A Good Suffering

A Good Suffering November 6, 2013

Katherine Elaine Adkins, January 19, 1945-October 28, 2013

My aunt Kathy died last week, quite unexpectedly. She had a year-long bout with polio as a very young child and never walked again. She spent her whole life confined to a wheelchair or iron leg braces, never free from the complications of post-polio syndrome. For my aunt, pain was inextricable from life, varying only in degree.

At her funeral, it was only natural that her friends and family expressed gratitude amidst our grief for her release from suffering. But as I listened to my aunts and uncles speak about her life, I couldn’t help but consider the role suffering had played in the formation of her character.

My aunt had a gravity to her, of course. Everyone who lives in pain does. She had a beauty to her as well, one that I was always struck by. I don’t ever think of her as being beautiful, and yet every time I saw her I was surprised to see that beauty. It wasn’t the kind of beauty one sees in magazines or movies, the kind of  physical beauty that some people are born possessing; it was her eyes, the tilt of her chin, the set of her mouth. It was the kind of beauty that’s been burned into a person.

One of her friends talked about how Kathy fought hard to make the world an easier place for disabled people to navigate, and she did. She fought hard to help other polio survivors. She also fought hard to keep herself independent. She didn’t want to burden her family. She loved her family, us, very much, and to my mind, in a better way than we tend to love each other. She was never tangled up in the gossip and pettiness that families are prone to. It seems strange to me now that I never really wondered why she was never involved…she just seemed to inhabit a different sphere than the one where family drama flourished.

Which is not to say that she was out of the loop. She wasn’t. When the Ogre and I moved to Vegas, I was only the second child in generations to leave Texas, and my cousin came back pretty quickly. It was a hard move for me, coupled as it was with Charlotte’s arrival a few months later. My aunt, living on disability and trying to make what money she could here and there to make ends meet, sent me a package of little decorative things for the girls. Flowered hooks and name plates for their room, and hats and scarves she had knitted herself. The kind of purely decorative things I’d never be able to afford, which she knew, because she really couldn’t afford those kinds of things either.

I don’t know how much of these memories are whitewashed because of my youth. I certainly didn’t know her the way her siblings did, or even the way my older cousins did. I don’t mean to suggest that she led a life of heroic martyrdom. It would be an insult to who she was to suggest she was some kind of whited sepulchre in a wheelchair. She was a pack-rat who smoked cigarettes and loved politics, makeup, and her dogs. She thought her fellow baby boomers were a stand-up generation. And in the end, I think her unwillingness to burden anyone might have driven away people who wanted to love her. Despite more than one marriage proposal in her youth, she died as she lived…alone.
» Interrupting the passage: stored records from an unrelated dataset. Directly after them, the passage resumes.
//! Policy evaluation.
//!
//! [`decide`] is a pure function from `(policy, host, method, path)` to a
//! [`Decision`]. Evaluation order is normative:
//!
//! 1. normalize host (lowercase) and method (uppercase);
//! 2. no allowed-domain match -> deny;
//! 3. any blocked-domain match -> deny (blocks override allows);
//! 4. pick the most specific path-rule entry for the host (exact beats
//!    wildcard, first declared wins among equals; entries with empty rule
//!    lists count as absent);
//! 5. no entry -> allow;
//! 6. first matching rule in the entry wins; no match -> allow.

use crate::policy::model::{HostRules, Policy};

/// Outcome of evaluating one request against a policy.
#[derive(Debug, Clone, PartialEq, Eq)]
pub struct Decision {
    pub allowed: bool,
    pub reason: String,
}

impl Decision {
    fn allow(reason: impl Into<String>) -> Self {
        Self {
            allowed: true,
            reason: reason.into(),
        }
    }

    fn deny(reason: impl Into<String>) -> Self {
        Self {
            allowed: false,
            reason: reason.into(),
        }
    }
}

/// Evaluate the domain-level portion of the policy (steps 1-3). This is all
/// that can be decided for a CONNECT tunnel, where method and path are not
/// visible without terminating TLS.
pub fn decide_domain(policy: &Policy, host: &str) -> Decision {
    let host = host.to_lowercase();

    if !policy.allowed_domains.iter().any(|p| p.matches(&host)) {
        return Decision::deny("domain not allowed");
    }

    if policy.blocked_domains.iter().any(|p| p.matches(&host)) {
        return Decision::deny("domain explicitly blocked");
    }

    Decision::allow("domain allowed")
}

/// Evaluate a full request against a policy.
pub fn decide(policy: &Policy, host: &str, method: &str, path: &str) -> Decision {
    let host = host.to_lowercase();
    let method = method.to_uppercase();

    let domain = decide_domain(policy, &host);
    if !domain.allowed {
        return domain;
    }

    let entry = match most_specific_entry(policy, &host) {
        Some(entry) => entry,
        None => return Decision::allow("domain allowed, no path rules"),
    };

    for rule in &entry.rules {
        if rule.matches(&method, path) {
            return if rule.allow {
                Decision::allow(format!(
                    "method {} {} allowed by rule for {}",
                    method, rule.pattern, entry.host
                ))
            } else {
                Decision::deny(format!(
                    "method {} denied by rule {} for {}",
                    method, rule.pattern, entry.host
                ))
            };
        }
    }

    Decision::allow("no path rule matched")
}

/// Find the most specific rule entry for a host: an exact entry beats a
/// wildcard one; among equally specific entries the first declared wins.
/// Entries with an empty rule list are treated as absent.
fn most_specific_entry<'a>(policy: &'a Policy, host: &str) -> Option<&'a HostRules> {
    let mut best: Option<&HostRules> = None;

    for entry in &policy.api_path_rules {
        if entry.rules.is_empty() || !entry.host.matches(host) {
            continue;
        }
        match best {
            None => best = Some(entry),
            Some(current) => {
                if current.host.is_wildcard() && !entry.host.is_wildcard() {
                    best = Some(entry);
                }
            }
        }
    }

    best
}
I can’t imagine what her life might have been like if she hadn’t had polio. It might have been better, or it might have been worse. She might have suffered more or less. But she only had the one life, and it was marked by disease and pain. What she suffered shaped her life, but the way she suffered made her who she was: the oldest sister whose sisters clambered aboard her wheelchair and rode it with her down steep hills. The paralyzed girl who wanted nothing more than freedom of movement, and who said, after a disastrous attempt at parasailing ended with the parasail tangled in her wheelchair and pulling her along the beach at 50 miles per hour, “that was so wonderful! I was going so fast!” The woman whose first wheelchair-enabled car gave her a life she had only dreamed about. The aunt who was denied what her nieces and nephews took for granted, a happy, healthy childhood with two legs to run on, but who never refused any of us a ride on her wheelchair, and who laughed when the babies grabbed the joystick and made her jerk left or backwards mid-conversation.

Suffering was a part of my aunt’s life that she never spoke of or complained about. It was an ever-present reality for her, but the depth and breadth of her suffering was a revelation to me. I knew abstractly that she must have experienced pain, but she endured it patiently, silently, and without bitterness. She accepted suffering gracefully and allowed it to refine her, rather than allowing herself to be defined by it. While I wish she hadn’t had to suffer so much, I don’t wish she had been someone different. Pope John Paul II said that “Christ wishes to be united with every individual, and in a special way he is united with those who suffer.” In whatever way her suffering united my aunt with Christ, it was a good suffering, and it engendered a goodness in her that might not otherwise have been.

So while I can say that I am grateful that her suffering has ended, I can also say that for her life and all she suffered, Deo gratias.

Eternal rest grant unto her, O Lord, and let perpetual light shine upon her.